En ese preciso instante, una poderosa voluntad irrumpió en su conciencia. Era el Dao Celestial, en un momento de extrema crisis, queriendo utilizarlo para proteger al mundo. Normalmente, si algo así ocurría, incluso estando en muy mal estado, el Dao Celestial solo podría proporcionarle alimento. Pero en esta situación, simplemente no había tiempo para refinar la esencia del Dao Celestial.
«¡Nos han superado en estrategia!» Ese fue el pensamiento de la naturaleza divina de Yuan Hao en ese momento. Su naturaleza divina primero desplegó algunos tesoros supremos para resistir la tormenta del vacío y luego, sin refinarlos, absorbió directamente el origen del Dao Celestial para comenzar a reparar su alma y espíritu verdadero. Tan pronto como lo absorbió, descubrió que el Dao Celestial no opuso resistencia alguna, e incluso tomó la iniciativa de fusionarse con él.
En ese instante, el Dao Celestial movilizó el poder inconmensurable de la voluntad de todos los seres vivos, dirigiéndolo directamente al cuerpo de la divinidad de Yuanhao. Este poder de voluntad contenía el deseo común de innumerables seres vivos de superar la calamidad de la inminente destrucción del mundo.

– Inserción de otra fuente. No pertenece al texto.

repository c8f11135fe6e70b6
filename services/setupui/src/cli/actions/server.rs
use crate::{
    api::{self, handlers::status::StatusConfig},
    provision::Provisioner,
};
use anyhow::Result;
use std::{path::PathBuf, sync::Arc};
use tracing::info;

#[derive(Debug)]
pub struct Args {
    pub port: u16,
    pub mail_domain: Option<String>,
    pub scripts_dir: PathBuf,
    pub state_dir: PathBuf,
    pub assets: PathBuf,
}

/// Execute the server action.
/// # Errors
/// Returns an error if the server fails to start.
pub async fn execute(args: Args) -> Result<()> {
    log_startup_args(&args);

    let provisioner = Arc::new(Provisioner::new(args.scripts_dir));
    let status = Arc::new(StatusConfig::new(args.state_dir, args.mail_domain));

    api::new(api::ServerOptions {
        port: args.port,
        assets: args.assets,
        provisioner,
        status,
    })
    .await
}

fn log_startup_args(args: &Args) {
    let entries = [
        ("port", args.port.to_string()),
        (
            "mail_domain",
            args.mail_domain.clone().unwrap_or_else(|| "n/a".to_string()),
        ),
        ("scripts_dir", args.scripts_dir.display().to_string()),
        ("state_dir", args.state_dir.display().to_string()),
        ("assets", args.assets.display().to_string()),
    ];

    let max_key_len = entries.iter().map(|(key, _)| key.len()).max().unwrap_or(0);
    let mut message = format!(
        "setupui {} - {}\n\nStartup configuration:",
        env!("CARGO_PKG_VERSION"),
        short_commit(crate::GIT_COMMIT_HASH)
    );
    for (key, value) in entries {
        let padding = " ".repeat(max_key_len.saturating_sub(key.len()));
        let _ =
            std::fmt::Write::write_fmt(&mut message, format_args!("\n  {key}:{padding} {value}"));
    }
    info!("{message}");
}

fn short_commit(hash: &str) -> String {
    let trimmed = hash.trim();
    if trimmed.len() > 7 {
        trimmed[..7].to_string()
    } else {
        trimmed.to_string()
    }
}
//! Supervised execution of the provisioning shell scripts.
//!
//! The scripts are interactive (`read` prompts); answers are fed as newline
//! separated stdin lines in the order the script asks for them, with stdin
//! closed afterwards so the final `read` sees EOF. stdout and stderr are
//! collected in full and returned to the caller; nothing is streamed.
//!
//! Initial setup may build container images, so its limit is generous; adding
//! a mailbox touches far less and gets a shorter one. A script that outlives
//! its limit is killed and reported as timed out.

use anyhow::{Context, Result};
use std::{path::PathBuf, process::Stdio, time::Duration};
use tokio::{
    io::{AsyncRead, AsyncReadExt, AsyncWriteExt},
    process::Command,
    time::timeout,
};
use tracing::{debug, warn};

pub const SETUP_SCRIPT: &str = "init.sh";
pub const ADD_USER_SCRIPT: &str = "add_user.sh";

const SETUP_TIMEOUT: Duration = Duration::from_secs(30 * 60);
const ADD_USER_TIMEOUT: Duration = Duration::from_secs(10 * 60);

/// Result of a finished (non-timed-out) script run.
#[derive(Debug, Clone, PartialEq, Eq)]
pub struct ScriptOutput {
    pub code: Option<i32>,
    pub stdout: String,
    pub stderr: String,
}

impl ScriptOutput {
    #[must_use]
    pub fn success(&self) -> bool {
        self.code == Some(0)
    }
}

#[derive(Debug, Clone, PartialEq, Eq)]
pub enum ScriptOutcome {
    Completed(ScriptOutput),
    TimedOut,
}

#[derive(Debug, Clone)]
pub struct Provisioner {
    scripts_dir: PathBuf,
    setup_timeout: Duration,
    add_user_timeout: Duration,
}

impl Provisioner {
    #[must_use]
    pub fn new(scripts_dir: PathBuf) -> Self {
        Self {
            scripts_dir,
            setup_timeout: SETUP_TIMEOUT,
            add_user_timeout: ADD_USER_TIMEOUT,
        }
    }

    /// Override both limits; tests use sub-second values.
    #[must_use]
    pub fn with_timeouts(mut self, setup: Duration, add_user: Duration) -> Self {
        self.setup_timeout = setup;
        self.add_user_timeout = add_user;
        self
    }

    /// Run the initial provisioning script.
    ///
    /// # Errors
    /// Returns an error if the script cannot be spawned or supervised.
    pub async fn run_setup(&self, answers: &[String]) -> Result<ScriptOutcome> {
        self.run(SETUP_SCRIPT, answers, self.setup_timeout).await
    }

    /// Run the add-user script.
    ///
    /// # Errors
    /// Returns an error if the script cannot be spawned or supervised.
    pub async fn run_add_user(&self, answers: &[String]) -> Result<ScriptOutcome> {
        self.run(ADD_USER_SCRIPT, answers, self.add_user_timeout)
            .await
    }

    async fn run(&self, script: &str, answers: &[String], limit: Duration) -> Result<ScriptOutcome> {
        let script_path = self.scripts_dir.join(script);

        debug!("Running {} with a {:?} limit", script_path.display(), limit);

        let mut child = Command::new("bash")
            .arg(&script_path)
            .stdin(Stdio::piped())
            .stdout(Stdio::piped())
            .stderr(Stdio::piped())
            .kill_on_drop(true)
            .spawn()
            .with_context(|| format!("Failed to spawn {}", script_path.display()))?;

        // Drain the pipes from the start so a chatty script never blocks on a
        // full pipe buffer while we are still waiting on it.
        let stdout_task = tokio::spawn(read_stream(child.stdout.take()));
        let stderr_task = tokio::spawn(read_stream(child.stderr.take()));

        let mut input = answers.join("\n");
        input.push('\n');
        if let Some(mut stdin) = child.stdin.take() {
            // A script may exit before reading any input; a broken pipe here
            // is not a failure of the run itself.
            if let Err(err) = stdin.write_all(input.as_bytes()).await {
                debug!("script stdin closed early: {err}");
            }
            // Dropping stdin closes the pipe; the script's reads see EOF.
        }

        match timeout(limit, child.wait()).await {
            Ok(status) => {
                let status = status.context("Failed to wait for script")?;
                let stdout = stdout_task.await.unwrap_or_default();
                let stderr = stderr_task.await.unwrap_or_default();

                if !status.success() {
                    warn!("{script} exited with {status}");
                }

                Ok(ScriptOutcome::Completed(ScriptOutput {
                    code: status.code(),
                    stdout,
                    stderr,
                }))
            }
            Err(_) => {
                warn!("{script} exceeded its {limit:?} limit, killing it");
                let _ = child.kill().await;
                let _ = child.wait().await;
                Ok(ScriptOutcome::TimedOut)
            }
        }
    }
}

async fn read_stream<R: AsyncRead + Unpin>(stream: Option<R>) -> String {
    let Some(mut stream) = stream else {
        return String::new();
    };

    let mut buffer = Vec::new();
    let _ = stream.read_to_end(&mut buffer).await;
    String::from_utf8_lossy(&buffer).into_owned()
}

#[cfg(test)]
mod tests {
    use super::*;
    use std::fs;

    fn provisioner_with_script(body: &str) -> (tempfile::TempDir, Provisioner) {
        let dir = tempfile::tempdir().expect("temp dir");
        fs::write(dir.path().join(SETUP_SCRIPT), body).expect("write script");
        fs::write(dir.path().join(ADD_USER_SCRIPT), body).expect("write script");
        let provisioner = Provisioner::new(dir.path().to_path_buf());
        (dir, provisioner)
    }

    #[tokio::test]
    async fn answers_arrive_in_order_on_stdin() {
        let (_dir, provisioner) = provisioner_with_script(
            "read domain\nread user\necho \"domain=$domain user=$user\"\n",
        );

        let outcome = provisioner
            .run_setup(&["example.com".to_string(), "alice".to_string()])
            .await
            .expect("run");

        let ScriptOutcome::Completed(output) = outcome else {
            panic!("expected completion");
        };
        assert!(output.success());
        assert_eq!(output.stdout.trim(), "domain=example.com user=alice");
    }

    #[tokio::test]
    async fn nonzero_exit_is_reported_with_streams() {
        let (_dir, provisioner) =
            provisioner_with_script("echo partial progress\necho broken >&2\nexit 3\n");

        let outcome = provisioner.run_add_user(&[]).await.expect("run");

        let ScriptOutcome::Completed(output) = outcome else {
            panic!("expected completion");
        };
        assert!(!output.success());
        assert_eq!(output.code, Some(3));
        assert_eq!(output.stdout.trim(), "partial progress");
        assert_eq!(output.stderr.trim(), "broken");
    }

    #[tokio::test]
    async fn overlong_script_times_out() {
        let (_dir, provisioner) = provisioner_with_script("sleep 30\n");
        let provisioner = provisioner
            .with_timeouts(Duration::from_millis(200), Duration::from_millis(200));

        let outcome = provisioner.run_setup(&[]).await.expect("run");

        assert_eq!(outcome, ScriptOutcome::TimedOut);
    }

    #[tokio::test]
    async fn missing_script_is_a_script_failure() {
        // bash itself starts fine and exits 127 when the file is absent.
        let dir = tempfile::tempdir().expect("temp dir");
        let provisioner = Provisioner::new(dir.path().to_path_buf());

        let outcome = provisioner.run_setup(&[]).await.expect("run");

        let ScriptOutcome::Completed(output) = outcome else {
            panic!("expected completion");
        };
        assert_eq!(output.code, Some(127));
    }
}
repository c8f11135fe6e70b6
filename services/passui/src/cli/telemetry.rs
use anyhow::Result;
use opentelemetry::{KeyValue, global, trace::TracerProvider as _};
use opentelemetry_otlp::{Compression, WithExportConfig, WithTonicConfig};
use opentelemetry_sdk::{
    Resource,
    propagation::TraceContextPropagator,
    trace::{SdkTracerProvider, Tracer},
};
use std::{env::var, sync::OnceLock, time::Duration};
use tonic::transport::ClientTlsConfig;
use tracing::{Level, debug};
use tracing_subscriber::{EnvFilter, Registry, fmt, layer::SubscriberExt};
use ulid::Ulid;

static TRACER_PROVIDER: OnceLock<SdkTracerProvider> = OnceLock::new();

fn normalize_endpoint(ep: String) -> String {
    if ep.starts_with("http://") || ep.starts_with("https://") {
        ep
    } else {
        // Default to https for gRPC if no scheme supplied
        format!("https://{}", ep.trim_end_matches('/'))
    }
}

fn init_tracer() -> Result<Tracer> {
    let default_ep = "http://localhost:4317";
    let endpoint = var("OTEL_EXPORTER_OTLP_ENDPOINT").unwrap_or_else(|_| default_ep.to_string());
    let endpoint = normalize_endpoint(endpoint);

    let mut builder = opentelemetry_otlp::SpanExporter::builder()
        .with_tonic()
        .with_endpoint(&endpoint)
        .with_compression(Compression::Gzip)
        .with_timeout(Duration::from_secs(3));

    // TLS (https) support
    if let Some(host) = endpoint
        .strip_prefix("https://")
        .and_then(|s| s.split('/').next())
        .and_then(|h| h.split(':').next())
    {
        let tls = ClientTlsConfig::new()
            .domain_name(host.to_string())
            .with_native_roots();
        builder = builder.with_tls_config(tls);
    }

    let exporter = builder.build()?;

    // Generate or take service.instance.id
    let instance_id = var("OTEL_SERVICE_INSTANCE_ID").unwrap_or_else(|_| Ulid::new().to_string());

    let trace_provider = SdkTracerProvider::builder()
        .with_batch_exporter(exporter)
        .with_resource(
            Resource::builder_empty()
                .with_attributes(vec![
                    KeyValue::new("service.name", env!("CARGO_PKG_NAME")),
                    KeyValue::new("service.version", env!("CARGO_PKG_VERSION")),
                    KeyValue::new("service.instance.id", instance_id),
                ])
                .build(),
        )
        .build();

    // Store provider for later shutdown
    let _ = TRACER_PROVIDER.set(trace_provider.clone());

    global::set_tracer_provider(trace_provider.clone());
    global::set_text_map_propagator(TraceContextPropagator::new());

    Ok(trace_provider.tracer(env!("CARGO_PKG_NAME")))
}

/// Initialize logging + (optional) tracing exporter
/// Tracing is enabled if `OTEL_EXPORTER_OTLP_ENDPOINT` is set (gRPC only).
///
/// # Errors
///
/// Returns an error if tracer or subscriber initialization fails
pub fn init(verbosity_level: Option<Level>) -> Result<()> {
    let verbosity_level = verbosity_level.unwrap_or(Level::ERROR);

    let fmt_layer = fmt::layer()
        .with_file(false)
        .with_line_number(false)
        .with_thread_ids(false)
        .with_thread_names(false)
        .with_target(false)
        .pretty();

    let filter = EnvFilter::builder()
        .with_default_directive(verbosity_level.into())
        .from_env_lossy()
        .add_directive("hyper=error".parse()?)
        .add_directive("tokio=error".parse()?)
        .add_directive("opentelemetry_sdk=warn".parse()?);

    if var("OTEL_EXPORTER_OTLP_ENDPOINT").is_ok() {
        let tracer = init_tracer()?;
        let otel_layer = tracing_opentelemetry::layer().with_tracer(tracer);

        let subscriber = Registry::default()
            .with(fmt_layer)
            .with(otel_layer)
            .with(filter);
        tracing::subscriber::set_global_default(subscriber)?;
    } else {
        let subscriber = Registry::default().with(fmt_layer).with(filter);
        tracing::subscriber::set_global_default(subscriber)?;
    }

    Ok(())
}

/// Gracefully shut down tracer provider (noop if not initialized)
pub fn shutdown_tracer() {
    if let Some(tp) = TRACER_PROVIDER.get() {
        debug!("shutting down tracer provider");
        let _ = tp.shutdown();
        debug!("tracer provider shutdown complete");
    }
}
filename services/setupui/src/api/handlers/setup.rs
use crate::{
    api::handlers::{optional_answer, script_response},
    provision::Provisioner,
};
use axum::{
    Extension,
    http::StatusCode,
    response::{IntoResponse, Json, Response},
};
use serde::Deserialize;
use serde_json::{Value, json};
use std::sync::Arc;
use tracing::{error, info};
use utoipa::ToSchema;

#[derive(ToSchema, Deserialize, Debug)]
#[serde(rename_all = "camelCase")]
pub struct SetupRequest {
    domain: Option<String>,
    username: Option<String>,
    password: Option<String>,
    first_name: Option<String>,
    last_name: Option<String>,
    age: Option<Value>,
    phone: Option<Value>,
}

#[utoipa::path(
    post,
    path= "/api/setup-silver-mail",
    request_body = SetupRequest,
    responses (
        (status = 200, description = "Setup script finished successfully"),
        (status = 400, description = "Missing required fields"),
        (status = 408, description = "Setup script exceeded its time limit"),
        (status = 500, description = "Setup script failed")
    ),
    tag = "provisioning",
)]
/// Run the initial Silver Mail provisioning script with the submitted answers.
pub async fn setup_silver_mail(
    Extension(provisioner): Extension<Arc<Provisioner>>,
    Json(request): Json<SetupRequest>,
) -> Response {
    let required = [
        request.domain.as_deref(),
        request.username.as_deref(),
        request.password.as_deref(),
        request.first_name.as_deref(),
        request.last_name.as_deref(),
    ];
    if required.iter().any(|field| field.is_none_or(str::is_empty)) {
        return (
            StatusCode::BAD_REQUEST,
            Json(json!({"error": "Missing required fields"})),
        )
            .into_response();
    }

    let domain = request.domain.unwrap_or_default();
    info!("Starting Silver Mail setup for domain: {domain}");

    // Answer order matches the init.sh prompts.
    let answers = [
        domain,
        request.username.unwrap_or_default(),
        request.password.unwrap_or_default(),
        request.first_name.unwrap_or_default(),
        request.last_name.unwrap_or_default(),
        optional_answer(request.age.as_ref()),
        optional_answer(request.phone.as_ref()),
    ];

    match provisioner.run_setup(&answers).await {
        Ok(outcome) => script_response(
            &outcome,
            "Silver Mail setup completed successfully!",
            "Setup script failed",
            "Setup timeout - process took too long",
        ),
        Err(err) => {
            error!("Server error: {err:#}");
            (
                StatusCode::INTERNAL_SERVER_ERROR,
                Json(json!({"error": format!("Internal server error: {err}")})),
            )
                .into_response()
        }
    }
}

El inmenso poder de la voluntad provocó que la divinidad de Yuanhao vacilara momentáneamente. Gracias al poder de la voluntad de todos los seres y al lapso momentáneo de la divinidad de Yuanhao, el Dao Celestial y la divinidad de Yuanhao se fusionaron brevemente, utilizando el poder de la divinidad de Yuanhao para luchar contra la tormenta del vacío.
Aunque la divinidad de Yuan Hao podía cortar por la fuerza la conexión entre él y el Dao Celestial, su estado ya era precario. Además, con un flujo constante de fuerza de voluntad recorriendo su cuerpo, si se liberara por la fuerza de las ataduras y se enfrentara a la tormenta del vacío, sumado a la influencia de dicha fuerza de voluntad, probablemente resultaría en una destrucción mutua.
La divinidad de Yuan Hao desconocía lo que sucedió a continuación. La Tormenta del Vacío continuó intensificándose sin cesar, y tanto el Dao Celestial como él cayeron en un profundo sueño. Al despertar, habían transcurrido incontables años. El otrora próspero Gran Mundo de los Mil, y todos los innumerables tesoros que había desechado antes de caer en un profundo sueño para resistir la Tormenta del Vacío, habían desaparecido, dejando solo un continente desolado con un radio de mil kilómetros.
Tras despertar, descubrió que, sin saberlo, se había convertido en el Dao Celestial de este semiplano. Entonces sintió que su humanidad se encontraba en el vacío, no muy lejos de él, y realizó una llamada.
Debido a que la nada distorsiona el concepto del tiempo, en la percepción humana de Yuan Hao, solo habían transcurrido poco más de mil años, y entonces se produjo la escena en la que Yuan Hao se despide de aquel joven.
Ahora, todos los tesoros que una vez poseí en la esencia divina se han agotado, quedando solo una pequeña fracción. Afortunadamente, sin embargo, esa esencia aún existe, y ahora es el momento en que más la necesito. Es hora de pensar en cómo transformar el Reino Sagrado del Origen Celestial.